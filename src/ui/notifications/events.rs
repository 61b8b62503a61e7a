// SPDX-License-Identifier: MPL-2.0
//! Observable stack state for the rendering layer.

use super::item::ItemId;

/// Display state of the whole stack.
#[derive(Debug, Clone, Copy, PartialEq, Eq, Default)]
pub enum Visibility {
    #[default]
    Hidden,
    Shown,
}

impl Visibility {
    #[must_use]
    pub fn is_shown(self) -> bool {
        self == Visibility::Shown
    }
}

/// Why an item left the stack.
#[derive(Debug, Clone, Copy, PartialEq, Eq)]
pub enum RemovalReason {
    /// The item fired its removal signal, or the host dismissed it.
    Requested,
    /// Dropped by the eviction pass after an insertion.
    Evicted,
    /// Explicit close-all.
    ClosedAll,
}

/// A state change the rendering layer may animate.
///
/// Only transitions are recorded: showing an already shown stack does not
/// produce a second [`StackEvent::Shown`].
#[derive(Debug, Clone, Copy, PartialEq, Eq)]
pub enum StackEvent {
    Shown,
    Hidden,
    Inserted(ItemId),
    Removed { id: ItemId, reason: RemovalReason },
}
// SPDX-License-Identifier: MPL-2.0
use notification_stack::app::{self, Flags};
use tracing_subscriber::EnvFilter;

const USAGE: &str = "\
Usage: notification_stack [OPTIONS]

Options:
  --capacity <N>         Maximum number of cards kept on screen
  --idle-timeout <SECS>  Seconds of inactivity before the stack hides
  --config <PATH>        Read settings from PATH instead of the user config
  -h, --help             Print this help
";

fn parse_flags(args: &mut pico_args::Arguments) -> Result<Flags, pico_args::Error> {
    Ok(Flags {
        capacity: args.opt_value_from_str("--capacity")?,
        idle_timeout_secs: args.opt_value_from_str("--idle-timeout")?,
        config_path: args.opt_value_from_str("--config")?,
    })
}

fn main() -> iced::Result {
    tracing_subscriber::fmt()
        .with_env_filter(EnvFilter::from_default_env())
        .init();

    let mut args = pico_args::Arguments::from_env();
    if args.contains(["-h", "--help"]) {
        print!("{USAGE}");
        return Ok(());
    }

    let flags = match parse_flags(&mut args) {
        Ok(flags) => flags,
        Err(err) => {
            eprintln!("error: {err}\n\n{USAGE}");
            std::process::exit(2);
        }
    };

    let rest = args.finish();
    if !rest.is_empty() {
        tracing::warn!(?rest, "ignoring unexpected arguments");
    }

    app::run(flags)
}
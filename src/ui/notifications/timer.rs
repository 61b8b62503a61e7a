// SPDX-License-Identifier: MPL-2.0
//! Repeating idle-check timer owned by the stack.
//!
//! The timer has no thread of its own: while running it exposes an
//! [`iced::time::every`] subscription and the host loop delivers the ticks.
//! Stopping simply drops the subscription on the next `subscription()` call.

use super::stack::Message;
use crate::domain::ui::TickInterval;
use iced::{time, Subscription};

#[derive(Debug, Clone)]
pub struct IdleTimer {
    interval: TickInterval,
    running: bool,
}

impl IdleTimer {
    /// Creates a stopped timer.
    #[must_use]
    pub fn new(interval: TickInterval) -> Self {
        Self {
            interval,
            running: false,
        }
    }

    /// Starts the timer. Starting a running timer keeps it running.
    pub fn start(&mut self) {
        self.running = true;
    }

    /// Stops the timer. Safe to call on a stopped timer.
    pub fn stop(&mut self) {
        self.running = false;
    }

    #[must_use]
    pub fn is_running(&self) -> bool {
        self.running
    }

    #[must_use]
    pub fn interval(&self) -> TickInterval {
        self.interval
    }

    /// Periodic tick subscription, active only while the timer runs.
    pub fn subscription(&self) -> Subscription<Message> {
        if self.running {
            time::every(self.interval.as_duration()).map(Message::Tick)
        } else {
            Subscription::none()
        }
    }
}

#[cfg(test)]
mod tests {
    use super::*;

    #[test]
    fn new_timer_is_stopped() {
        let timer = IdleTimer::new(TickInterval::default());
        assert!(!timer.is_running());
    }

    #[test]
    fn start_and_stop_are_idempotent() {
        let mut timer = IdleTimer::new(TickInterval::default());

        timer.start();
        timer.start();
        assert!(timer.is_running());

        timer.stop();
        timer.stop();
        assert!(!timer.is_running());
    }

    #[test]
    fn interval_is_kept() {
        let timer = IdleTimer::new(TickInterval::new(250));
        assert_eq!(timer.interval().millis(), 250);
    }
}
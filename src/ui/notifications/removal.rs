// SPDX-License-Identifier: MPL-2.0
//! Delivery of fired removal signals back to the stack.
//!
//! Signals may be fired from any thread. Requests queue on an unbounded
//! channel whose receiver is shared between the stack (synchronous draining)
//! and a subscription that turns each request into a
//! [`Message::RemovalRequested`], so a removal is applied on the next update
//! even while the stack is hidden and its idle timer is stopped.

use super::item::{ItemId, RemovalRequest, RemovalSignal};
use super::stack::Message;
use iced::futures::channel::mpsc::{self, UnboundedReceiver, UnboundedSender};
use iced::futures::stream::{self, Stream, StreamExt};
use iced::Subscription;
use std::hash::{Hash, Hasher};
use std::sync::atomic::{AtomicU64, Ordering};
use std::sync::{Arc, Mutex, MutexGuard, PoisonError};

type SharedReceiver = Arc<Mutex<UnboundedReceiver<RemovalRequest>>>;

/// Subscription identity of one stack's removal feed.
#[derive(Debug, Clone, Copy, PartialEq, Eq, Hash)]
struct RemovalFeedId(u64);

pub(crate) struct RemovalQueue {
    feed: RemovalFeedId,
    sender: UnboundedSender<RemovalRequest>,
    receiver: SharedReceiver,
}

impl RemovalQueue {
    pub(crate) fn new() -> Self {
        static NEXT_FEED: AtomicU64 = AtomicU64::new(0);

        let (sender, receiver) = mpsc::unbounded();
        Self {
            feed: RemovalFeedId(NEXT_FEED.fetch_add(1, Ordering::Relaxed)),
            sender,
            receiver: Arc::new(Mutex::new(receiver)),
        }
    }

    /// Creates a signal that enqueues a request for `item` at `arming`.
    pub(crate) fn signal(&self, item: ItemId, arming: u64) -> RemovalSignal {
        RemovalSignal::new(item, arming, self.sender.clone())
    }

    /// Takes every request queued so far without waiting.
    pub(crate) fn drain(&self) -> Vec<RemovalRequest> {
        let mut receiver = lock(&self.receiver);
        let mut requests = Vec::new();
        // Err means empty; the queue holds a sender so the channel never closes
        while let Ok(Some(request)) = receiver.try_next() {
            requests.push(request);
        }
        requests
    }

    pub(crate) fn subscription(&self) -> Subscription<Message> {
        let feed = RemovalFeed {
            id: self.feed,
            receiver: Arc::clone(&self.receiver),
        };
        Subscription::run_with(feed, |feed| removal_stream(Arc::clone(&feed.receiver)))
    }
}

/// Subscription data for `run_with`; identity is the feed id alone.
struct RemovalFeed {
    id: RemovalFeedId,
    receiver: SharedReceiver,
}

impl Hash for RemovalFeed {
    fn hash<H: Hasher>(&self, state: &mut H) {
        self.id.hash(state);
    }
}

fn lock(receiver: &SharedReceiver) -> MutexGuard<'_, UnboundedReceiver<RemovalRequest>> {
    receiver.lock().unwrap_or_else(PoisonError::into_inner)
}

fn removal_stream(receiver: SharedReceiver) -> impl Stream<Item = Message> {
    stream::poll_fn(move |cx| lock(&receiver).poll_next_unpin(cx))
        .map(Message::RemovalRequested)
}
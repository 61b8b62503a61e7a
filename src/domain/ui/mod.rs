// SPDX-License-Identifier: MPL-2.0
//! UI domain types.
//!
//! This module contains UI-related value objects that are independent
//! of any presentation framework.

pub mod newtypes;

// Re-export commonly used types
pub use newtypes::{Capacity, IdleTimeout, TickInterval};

EXERCISE INSTRUCTIONS
From the listing above, copy out each line where the word "ItemId" appears.

TASK SOLUTION
use super::item::ItemId;
    Inserted(ItemId),
    Removed { id: ItemId, reason: RemovalReason },
use super::item::{ItemId, RemovalRequest, RemovalSignal};
    pub(crate) fn signal(&self, item: ItemId, arming: u64) -> RemovalSignal {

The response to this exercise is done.